Consider the related problem:
What is the area under the curve $f(x)$ for the region $0 \leq x \leq 1$, where $f(x)$ equals $x$.
Technically, you are supposed to compute $\int_0^1 xdx.$
However, since the area function is linear to height, and since the average height of the function is $(1/2)$, I know from experience that the area of the region is $(1/2) \times (1-0).$
I took the same sort of (invalid) shortcut in Case 2.
Addendum-2
I was curious about the pure Calculus approach.
Never having formally studied probability, I had to guess about how to use a probability density function. My guesswork is below.
Without Loss of Generality, label the first person to arrive as $A$, and the 2nd person to arrive as $B$. This means that it is assumed that $A$ arrives on or before $B$. Then the probability of a duel will be expressed as
$$\frac{N\text{(umerator)}}{D\text{(enominator)}}$$
where $N$ will represent the integral, as $x$ goes from $0$ to $60$ of $p(x) \times f(x)$ and $D$ will represent the integral as $x$ goes from $0$ to $60$ of $p(x)$.

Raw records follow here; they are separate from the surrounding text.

// 该文件是 Agriscan （田间扫描） 项目的一部分。
// src/output/save_box_image.rs - 矩形框标注图像输出
//
// 本文件根据 Apache 许可证第 2.0 版（以下简称“许可证”）授权使用；
// 除非遵守该许可证条款，否则您不得使用本文件。
// 您可通过以下网址获取许可证副本：
// http://www.apache.org/licenses/LICENSE-2.0
// 除非适用法律要求或书面同意，根据本许可协议分发的软件均按“原样”提供，
// 不附带任何形式的明示或暗示的保证或条件。
// 有关许可权限与限制的具体条款，请参阅本许可协议。
//
// Copyright (C) 2026 Johann Li <me@qinka.pro>, Wareless Group

use std::path::{Path, PathBuf};
use std::time::Instant;

use image::{Rgb, RgbImage};
use serde_json::Value;
use tracing::{debug, info};
use url::Url;

use crate::color::class_color;
use crate::config::DrawConfig;
use crate::detection::{Detection, GeometryPreference, Normalizer};
use crate::output::draw::{Draw, DrawOutcome, SkipReason, prepare_output_path};
use crate::output::{BOX_IMAGE_SCHEME, OutputError, Render, RenderedImage, url_path};
use crate::{FromUrl, FromUrlWithScheme};

const LABEL_FOREGROUND: Rgb<u8> = Rgb([255, 255, 255]);

/// 在原图副本上绘制矩形框与标签并保存
pub struct SaveBoxImageOutput {
  path: PathBuf,
  draw: Draw,
}

impl FromUrlWithScheme for SaveBoxImageOutput {
  const SCHEME: &'static str = BOX_IMAGE_SCHEME;
}

impl FromUrl for SaveBoxImageOutput {
  type Error = OutputError;

  fn from_url(url: &Url) -> Result<Self, Self::Error> {
    Self::from_url_with_config(url, &DrawConfig::default())
  }
}

impl SaveBoxImageOutput {
  pub fn from_url_with_config(url: &Url, config: &DrawConfig) -> Result<Self, OutputError> {
    if url.scheme() != Self::SCHEME {
      return Err(OutputError::SchemeMismatch(format!(
        "期望保存方式 '{}', 实际保存方式 '{}'",
        Self::SCHEME,
        url.scheme()
      )));
    }

    Ok(Self::new(url_path(url)?, Draw::new(config)))
  }

  pub fn new(path: PathBuf, draw: Draw) -> Self {
    Self { path, draw }
  }

  pub fn path(&self) -> &Path {
    &self.path
  }

  /// 在画布上绘制全部检测，返回每个检测的绘制结果
  pub fn draw_boxes(&self, canvas: &mut RgbImage, detections: &[Detection]) -> Vec<DrawOutcome> {
    detections
      .iter()
      .map(|detection| self.draw_one(canvas, detection))
      .collect()
  }

  fn draw_one(&self, canvas: &mut RgbImage, detection: &Detection) -> DrawOutcome {
    let (width, height) = (canvas.width() as i32, canvas.height() as i32);
    if width == 0 || height == 0 {
      return DrawOutcome::Skipped(SkipReason::Degenerate);
    }

    // 多边形按外接矩形绘制
    let [x1, y1, x2, y2] = detection.geometry.bounds();
    let clamp_x = |v: f64| (v as i32).clamp(0, width - 1);
    let clamp_y = |v: f64| (v as i32).clamp(0, height - 1);
    let (x1, y1, x2, y2) = (clamp_x(x1), clamp_y(y1), clamp_x(x2), clamp_y(y2));
    if x2 <= x1 || y2 <= y1 {
      debug!("跳过退化检测框: {}", detection.label);
      return DrawOutcome::Skipped(SkipReason::Degenerate);
    }

    let color = class_color(&detection.class_key);
    self.draw.draw_thick_rect(canvas, [x1, y1, x2, y2], color);

    let caption = detection.caption();
    let (text_w, text_h) = self.draw.text_extent(&caption);
    let pad = self.draw.padding();
    // 标签位于框左上角上方，贴近顶边时下移到图像内
    let tx0 = x1;
    let ty0 = (y1 - text_h - 2 * pad).max(0);
    let tx1 = (tx0 + text_w + 2 * pad).min(width);
    let ty1 = (ty0 + text_h + 2 * pad).min(height);
    self
      .draw
      .draw_label(canvas, [tx0, ty0, tx1, ty1], &caption, color, LABEL_FOREGROUND);

    DrawOutcome::Drawn
  }

  /// 归一化原始检测并渲染到指定路径，原图不被修改
  pub fn render_into(
    &self,
    image: &RgbImage,
    raws: &[Value],
    path: &Path,
  ) -> Result<RenderedImage, OutputError> {
    let start = Instant::now();
    let detections = Normalizer::new(image.width(), image.height())
      .with_preference(GeometryPreference::BoxFirst)
      .normalize_all(raws);

    let mut canvas = image.clone();
    let outcomes = self.draw_boxes(&mut canvas, &detections);
    let drawn = outcomes
      .iter()
      .filter(|outcome| **outcome == DrawOutcome::Drawn)
      .count();

    let path = prepare_output_path(path)?;
    canvas.save(&path)?;
    info!(
      "保存标注图像到文件: {} ({} 个检测, 用时 {:?})",
      path.display(),
      drawn,
      start.elapsed()
    );

    Ok(RenderedImage {
      path,
      drawn,
      skipped: raws.len() - drawn,
    })
  }
}

impl Render<RgbImage, [Value]> for SaveBoxImageOutput {
  type Error = OutputError;

  fn render_result(
    &self,
    image: &RgbImage,
    result: &[Value],
  ) -> Result<RenderedImage, Self::Error> {
    self.render_into(image, result, &self.path)
  }
}

#[cfg(test)]
mod tests {
  use super::*;
  use crate::detection::ClassKey;
  use serde_json::json;

  fn output(path: PathBuf) -> SaveBoxImageOutput {
    SaveBoxImageOutput::new(path, Draw::default().without_font())
  }

  fn scratch_dir(name: &str) -> PathBuf {
    std::env::temp_dir().join(format!("agriscan-box-{}-{}", name, std::process::id()))
  }

  #[test]
  fn scheme_must_match() {
    let url = Url::parse("polygon:///tmp/out.jpg").unwrap();
    assert!(matches!(
      SaveBoxImageOutput::from_url(&url),
      Err(OutputError::SchemeMismatch(_))
    ));
    let url = Url::parse("image:///tmp/agriscan/out.jpg").unwrap();
    let output = SaveBoxImageOutput::from_url(&url).unwrap();
    assert_eq!(output.path(), Path::new("/tmp/agriscan/out.jpg"));
  }

  #[test]
  fn outline_uses_class_color() {
    let output = output(PathBuf::from("unused.png"));
    let mut canvas = RgbImage::new(100, 100);
    let detections = Normalizer::new(100, 100)
      .normalize_all(&[json!({"bbox": [10, 40, 60, 90], "class_id": 0, "confidence": 0.9})]);
    let outcomes = output.draw_boxes(&mut canvas, &detections);
    assert_eq!(outcomes, vec![DrawOutcome::Drawn]);

    let color = class_color(&ClassKey::Index(0));
    assert_eq!(*canvas.get_pixel(10, 60), color);
    assert_eq!(*canvas.get_pixel(12, 60), color);
    assert_eq!(*canvas.get_pixel(13, 60), Rgb([0, 0, 0]));
    // 标签背景位于框上方
    assert_eq!(*canvas.get_pixel(11, 38), color);
  }

  #[test]
  fn label_stays_inside_when_box_touches_top() {
    let output = output(PathBuf::from("unused.png"));
    let mut canvas = RgbImage::new(80, 80);
    let detections =
      Normalizer::new(80, 80).normalize_all(&[json!({"bbox": [5, 0, 40, 30], "label": "corn"})]);
    output.draw_boxes(&mut canvas, &detections);
    let color = class_color(&ClassKey::Name("corn".to_string()));
    assert_eq!(*canvas.get_pixel(20, 10), color);
    assert_eq!(*canvas.get_pixel(20, 25), Rgb([0, 0, 0]));
  }

  #[test]
  fn renders_copy_and_counts_drops() {
    let dir = scratch_dir("render");
    let path = dir.join("nested").join("annotated.png");
    let output = output(path.clone());
    let image = RgbImage::from_pixel(64, 48, Rgb([30, 120, 30]));
    let raws = vec![
      json!({"bbox": [4, 20, 30, 40], "label": "corn", "confidence": 0.75}),
      json!({"bbox": [0, 0, 10, "x"], "label": "corn"}),
    ];

    let rendered = output.render_result(&image, &raws).unwrap();
    assert_eq!(rendered.path, path);
    assert_eq!((rendered.drawn, rendered.skipped), (1, 1));
    assert_eq!(*image.get_pixel(4, 30), Rgb([30, 120, 30]));

    let saved = image::open(&path).unwrap().to_rgb8();
    assert_eq!(saved.dimensions(), (64, 48));
    assert_ne!(*saved.get_pixel(4, 30), Rgb([30, 120, 30]));
    let _ = std::fs::remove_dir_all(dir);
  }
}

This means that $N$ will represent integrating, at each point $x$, the product of the relative chance of $A$ arriving at time $x$, times the chance of a duel, given that $A$ arrived at time $x$.
$D$ will represent the integral at each point $x$ of the relative chance of $A$ arriving at time $x$. Thus, $D$ will be used to normalize the relative probabilities.
Note further, that one of the two people had to be the first to arrive, and that this first arrival is arbitrarily given the label of $A$. This indicates that once the computations are completed, it is inappropriate to then multiply the computations by $(2)$, as the OP did.
For the first person to arrive at time $x$, this means that the 2nd person had to arrive at any time in the interval $(60 - x).$
Thus, it is reasonable to let the relative probability
$~\displaystyle p(x) = \frac{60 - x}{60}$.
This implies that
$\displaystyle D = \int_0^{60} \frac{60 - x}{60} dx ~=~ \frac{60x - (x^2/2)}{60} ~{\Large{|_{0}^{60}}} = 30.$
Specifying the conditional probability of $f(x)$ is tricky, since it assumes that the 2nd person has arrived in the interval between $x$ and $60$. Therefore:
For $0 \leq x \leq 55, f(x) = \frac{5}{60 - x}.$
For $55 \leq x \leq 60, f(x) = 1.$
Therefore $N$ equals
$$\int_0^{55} p(x)f(x)dx + \int_{55}^{60} p(x)f(x)dx$$
$$= \int_0^{55} \frac{60 - x}{60} \times \frac{5}{60 - x} ~dx + \int_{55}^{60} \frac{60 - x}{60} ~dx$$
$$= \frac{x}{12} ~{\Large{|_{0}^{55}}}
+ \frac{60x - (x^2/2)}{60} ~{\Large{|_{55}^{60}}} $$
$$= \frac{55}{12} + \frac{3600 - 1800}{60} - \frac{3300 - 1512.5}{60}$$
$$= \frac{(55 \times 10) + (1800 \times 2) - (3575)}{2 \times 60} = \frac{575}{120}.$$
Therefore
$$\frac{N}{D} = \frac{575}{120 \times 30} = \frac{23}{144}.$$